:: Task requirements ::
Return only the line that contains "let role = h.rect(f.role);" and each line after it, through the last line of the data below, copied exactly.

:: The data ::
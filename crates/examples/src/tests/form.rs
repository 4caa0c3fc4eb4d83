use frond::{
    error::Result, event::key::Key, geom::Expanse, testing::harness::Harness, widgets::Text,
};

use crate::form;

fn summary(h: &Harness, f: &form::Form) -> String {
    h.scene
        .widget::<Text>(f.summary)
        .map(|t| t.text().to_string())
        .unwrap_or_default()
}

#[test]
fn submit_summarizes_the_entry() -> Result<()> {
    let mut h = Harness::with_size(Expanse::new(480, 360));
    let f = form::build(&mut h.scene)?;
    h.tick();

    h.click(f.submit);
    assert_eq!(summary(&h, &f), "Please enter a name");

    h.click(f.name);
    h.type_text("Ada");
    h.click(f.plans[1]);
    h.click(f.submit);
    assert_eq!(summary(&h, &f), "Ada, no role on the pro plan");
    Ok(())
}

#[test]
fn dropdown_choice_and_enter() -> Result<()> {
    let mut h = Harness::with_size(Expanse::new(480, 360));
    let f = form::build(&mut h.scene)?;
    h.tick();

    let role = h.rect(f.role);
    h.click(f.role);
    // Rows are as tall as the closed header; pick the first item.
    h.click_at((role.center().x, role.tl.y + role.h as i32 * 3 / 2));
    h.click(f.name);
    h.type_text("Grace");
    h.key(Key::Enter);
    assert_eq!(summary(&h, &f), "Grace, Engineer on the free plan");
    Ok(())
}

:: Answer for this exercise ::
    let role = h.rect(f.role);
    h.click(f.role);
    // Rows are as tall as the closed header; pick the first item.
    h.click_at((role.center().x, role.tl.y + role.h as i32 * 3 / 2));
    h.click(f.name);
    h.type_text("Grace");
    h.key(Key::Enter);
    assert_eq!(summary(&h, &f), "Grace, Engineer on the free plan");
    Ok(())
}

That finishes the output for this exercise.